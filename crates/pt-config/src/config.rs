//! Typed configuration structs for the telemetry subsystem.
//!
//! Field defaults match the configuration table of the telemetry design:
//! scan cadence, sampler capacity and weights, churn handling, and the
//! DDSketch accuracy parameter.

use schemars::JsonSchema;
use serde::{Deserialize, Serialize};

/// Top-level configuration for the telemetry subsystem.
#[derive(Debug, Clone, PartialEq, Serialize, Deserialize, JsonSchema)]
#[serde(deny_unknown_fields)]
pub struct TelemetryConfig {
    #[serde(default)]
    pub scanner: ScannerConfig,
    #[serde(default)]
    pub sampler: SamplerConfig,
    #[serde(default)]
    pub sketch: SketchConfig,
}

impl Default for TelemetryConfig {
    fn default() -> Self {
        Self {
            scanner: ScannerConfig::default(),
            sampler: SamplerConfig::default(),
            sketch: SketchConfig::default(),
        }
    }
}

/// Process scanner configuration.
#[derive(Debug, Clone, PartialEq, Serialize, Deserialize, JsonSchema)]
#[serde(deny_unknown_fields)]
pub struct ScannerConfig {
    /// Base scan period in seconds. Adaptive rate control adjusts around
    /// this, never below `min_interval_secs` nor above `max_interval_secs`.
    pub sample_interval_secs: u64,
    /// Floor for adaptive interval widening/narrowing.
    pub min_interval_secs: u64,
    /// Ceiling for adaptive interval widening.
    pub max_interval_secs: u64,
    /// Multiplicative step for adaptive rate control (beta).
    pub rate_adjust_factor: f64,
    /// Target self-CPU usage fraction (0-1) the scanner tries to stay under.
    pub target_cpu_fraction: f64,
    /// Consecutive probe failures before escalating to a fatal diagnostic.
    pub max_consecutive_probe_failures: u32,
    /// Optional include filter (regex over process name or command).
    pub include_pattern: Option<String>,
    /// Optional exclude filter (regex over process name or command).
    pub exclude_pattern: Option<String>,
}

impl Default for ScannerConfig {
    fn default() -> Self {
        Self {
            sample_interval_secs: 15,
            min_interval_secs: 2,
            max_interval_secs: 120,
            rate_adjust_factor: 0.25,
            target_cpu_fraction: 0.0075,
            max_consecutive_probe_failures: 5,
            include_pattern: None,
            exclude_pattern: None,
        }
    }
}

/// Top-N sampler configuration.
#[derive(Debug, Clone, PartialEq, Serialize, Deserialize, JsonSchema)]
#[serde(deny_unknown_fields)]
pub struct SamplerConfig {
    /// Sampler implementation selector; only `"topn"` is defined today.
    pub sampler_type: String,
    /// Heap capacity: maximum tracked processes.
    pub max_processes: usize,
    /// CPU-percentage weight in the scoring function.
    pub cpu_weight: f64,
    /// Normalized-RSS weight in the scoring function.
    pub rss_weight: f64,
    /// Scores below this are excluded from ranking.
    pub min_score: f64,
    /// Score EMA smoothing factor. Accepted for forward compatibility; the
    /// sampler currently scores each scan independently and does not apply
    /// this factor (see crate-level design notes).
    pub stability_factor: f64,
    /// Whether churn rate feeds the circuit breaker.
    pub churn_handling_enabled: bool,
    /// Churn EMA (process ids/sec) that opens the circuit breaker.
    pub churn_threshold: f64,
    /// Self-CPU percentage (0-5) that opens the circuit breaker.
    pub max_sampler_cpu_pct: f64,
    /// Grace window (seconds) a departed process id is remembered before
    /// being forgotten, to absorb rapid appear/disappear cycling.
    pub grace_window_secs: u64,
}

impl Default for SamplerConfig {
    fn default() -> Self {
        Self {
            sampler_type: "topn".to_string(),
            max_processes: 500,
            cpu_weight: 0.7,
            rss_weight: 0.3,
            min_score: 0.001,
            stability_factor: 0.8,
            churn_handling_enabled: true,
            churn_threshold: 2000.0,
            max_sampler_cpu_pct: 0.5,
            grace_window_secs: 60,
        }
    }
}

/// DDSketch configuration.
#[derive(Debug, Clone, PartialEq, Serialize, Deserialize, JsonSchema)]
#[serde(deny_unknown_fields)]
pub struct SketchConfig {
    /// Relative accuracy parameter (0,1).
    pub gamma: f64,
    /// Maximum distinct sparse buckets before collapsing the lowest-index
    /// range into a single bucket.
    pub collapse_limit: usize,
    /// Density factor controlling the sparse-to-dense store switch.
    pub density_factor: f64,
}

impl Default for SketchConfig {
    fn default() -> Self {
        Self {
            gamma: 0.0075,
            collapse_limit: 2048,
            density_factor: 2.0,
        }
    }
}

#[cfg(test)]
mod tests {
    use super::*;

    #[test]
    fn defaults_match_design_table() {
        let cfg = TelemetryConfig::default();
        assert_eq!(cfg.scanner.sample_interval_secs, 15);
        assert_eq!(cfg.sampler.max_processes, 500);
        assert!((cfg.sampler.cpu_weight - 0.7).abs() < 1e-12);
        assert!((cfg.sampler.rss_weight - 0.3).abs() < 1e-12);
        assert!((cfg.sketch.gamma - 0.0075).abs() < 1e-12);
    }

    #[test]
    fn serde_roundtrip() {
        let cfg = TelemetryConfig::default();
        let json = serde_json::to_string(&cfg).unwrap();
        let back: TelemetryConfig = serde_json::from_str(&json).unwrap();
        assert_eq!(cfg, back);
    }

    #[test]
    fn unrecognized_top_level_key_fails_to_deserialize() {
        let mut value = serde_json::to_value(TelemetryConfig::default()).unwrap();
        value
            .as_object_mut()
            .unwrap()
            .insert("bogus".to_string(), serde_json::Value::Bool(true));
        assert!(serde_json::from_value::<TelemetryConfig>(value).is_err());
    }

    #[test]
    fn unrecognized_nested_key_fails_to_deserialize() {
        let mut value = serde_json::to_value(TelemetryConfig::default()).unwrap();
        value["scanner"]
            .as_object_mut()
            .unwrap()
            .insert("made_up_field".to_string(), serde_json::Value::Bool(true));
        assert!(serde_json::from_value::<TelemetryConfig>(value).is_err());
    }
}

**********

Exercise directions >> None of the records may be omitted; each is to be printed exactly.

Solution below >>
filename crates/pt-config/src/config.rs
//! Typed configuration structs for the telemetry subsystem.
//!
//! Field defaults match the configuration table of the telemetry design:
//! scan cadence, sampler capacity and weights, churn handling, and the
//! DDSketch accuracy parameter.

use schemars::JsonSchema;
use serde::{Deserialize, Serialize};

/// Top-level configuration for the telemetry subsystem.
#[derive(Debug, Clone, PartialEq, Serialize, Deserialize, JsonSchema)]
#[serde(deny_unknown_fields)]
pub struct TelemetryConfig {
    #[serde(default)]
    pub scanner: ScannerConfig,
    #[serde(default)]
    pub sampler: SamplerConfig,
    #[serde(default)]
    pub sketch: SketchConfig,
}

impl Default for TelemetryConfig {
    fn default() -> Self {
        Self {
            scanner: ScannerConfig::default(),
            sampler: SamplerConfig::default(),
            sketch: SketchConfig::default(),
        }
    }
}

/// Process scanner configuration.
#[derive(Debug, Clone, PartialEq, Serialize, Deserialize, JsonSchema)]
#[serde(deny_unknown_fields)]
pub struct ScannerConfig {
    /// Base scan period in seconds. Adaptive rate control adjusts around
    /// this, never below `min_interval_secs` nor above `max_interval_secs`.
    pub sample_interval_secs: u64,
    /// Floor for adaptive interval widening/narrowing.
    pub min_interval_secs: u64,
    /// Ceiling for adaptive interval widening.
    pub max_interval_secs: u64,
    /// Multiplicative step for adaptive rate control (beta).
    pub rate_adjust_factor: f64,
    /// Target self-CPU usage fraction (0-1) the scanner tries to stay under.
    pub target_cpu_fraction: f64,
    /// Consecutive probe failures before escalating to a fatal diagnostic.
    pub max_consecutive_probe_failures: u32,
    /// Optional include filter (regex over process name or command).
    pub include_pattern: Option<String>,
    /// Optional exclude filter (regex over process name or command).
    pub exclude_pattern: Option<String>,
}

impl Default for ScannerConfig {
    fn default() -> Self {
        Self {
            sample_interval_secs: 15,
            min_interval_secs: 2,
            max_interval_secs: 120,
            rate_adjust_factor: 0.25,
            target_cpu_fraction: 0.0075,
            max_consecutive_probe_failures: 5,
            include_pattern: None,
            exclude_pattern: None,
        }
    }
}

/// Top-N sampler configuration.
#[derive(Debug, Clone, PartialEq, Serialize, Deserialize, JsonSchema)]
#[serde(deny_unknown_fields)]
pub struct SamplerConfig {
    /// Sampler implementation selector; only `"topn"` is defined today.
    pub sampler_type: String,
    /// Heap capacity: maximum tracked processes.
    pub max_processes: usize,
    /// CPU-percentage weight in the scoring function.
    pub cpu_weight: f64,
    /// Normalized-RSS weight in the scoring function.
    pub rss_weight: f64,
    /// Scores below this are excluded from ranking.
    pub min_score: f64,
    /// Score EMA smoothing factor. Accepted for forward compatibility; the
    /// sampler currently scores each scan independently and does not apply
    /// this factor (see crate-level design notes).
    pub stability_factor: f64,
    /// Whether churn rate feeds the circuit breaker.
    pub churn_handling_enabled: bool,
    /// Churn EMA (process ids/sec) that opens the circuit breaker.
    pub churn_threshold: f64,
    /// Self-CPU percentage (0-5) that opens the circuit breaker.
    pub max_sampler_cpu_pct: f64,
    /// Grace window (seconds) a departed process id is remembered before
    /// being forgotten, to absorb rapid appear/disappear cycling.
    pub grace_window_secs: u64,
}

impl Default for SamplerConfig {
    fn default() -> Self {
        Self {
            sampler_type: "topn".to_string(),
            max_processes: 500,
            cpu_weight: 0.7,
            rss_weight: 0.3,
            min_score: 0.001,
            stability_factor: 0.8,
            churn_handling_enabled: true,
            churn_threshold: 2000.0,
            max_sampler_cpu_pct: 0.5,
            grace_window_secs: 60,
        }
    }
}

/// DDSketch configuration.
#[derive(Debug, Clone, PartialEq, Serialize, Deserialize, JsonSchema)]
#[serde(deny_unknown_fields)]
pub struct SketchConfig {
    /// Relative accuracy parameter (0,1).
    pub gamma: f64,
    /// Maximum distinct sparse buckets before collapsing the lowest-index
    /// range into a single bucket.
    pub collapse_limit: usize,
    /// Density factor controlling the sparse-to-dense store switch.
    pub density_factor: f64,
}

impl Default for SketchConfig {
    fn default() -> Self {
        Self {
            gamma: 0.0075,
            collapse_limit: 2048,
            density_factor: 2.0,
        }
    }
}

#[cfg(test)]
mod tests {
    use super::*;

    #[test]
    fn defaults_match_design_table() {
        let cfg = TelemetryConfig::default();
        assert_eq!(cfg.scanner.sample_interval_secs, 15);
        assert_eq!(cfg.sampler.max_processes, 500);
        assert!((cfg.sampler.cpu_weight - 0.7).abs() < 1e-12);
        assert!((cfg.sampler.rss_weight - 0.3).abs() < 1e-12);
        assert!((cfg.sketch.gamma - 0.0075).abs() < 1e-12);
    }

    #[test]
    fn serde_roundtrip() {
        let cfg = TelemetryConfig::default();
        let json = serde_json::to_string(&cfg).unwrap();
        let back: TelemetryConfig = serde_json::from_str(&json).unwrap();
        assert_eq!(cfg, back);
    }

    #[test]
    fn unrecognized_top_level_key_fails_to_deserialize() {
        let mut value = serde_json::to_value(TelemetryConfig::default()).unwrap();
        value
            .as_object_mut()
            .unwrap()
            .insert("bogus".to_string(), serde_json::Value::Bool(true));
        assert!(serde_json::from_value::<TelemetryConfig>(value).is_err());
    }

    #[test]
    fn unrecognized_nested_key_fails_to_deserialize() {
        let mut value = serde_json::to_value(TelemetryConfig::default()).unwrap();
        value["scanner"]
            .as_object_mut()
            .unwrap()
            .insert("made_up_field".to_string(), serde_json::Value::Bool(true));
        assert!(serde_json::from_value::<TelemetryConfig>(value).is_err());
    }
}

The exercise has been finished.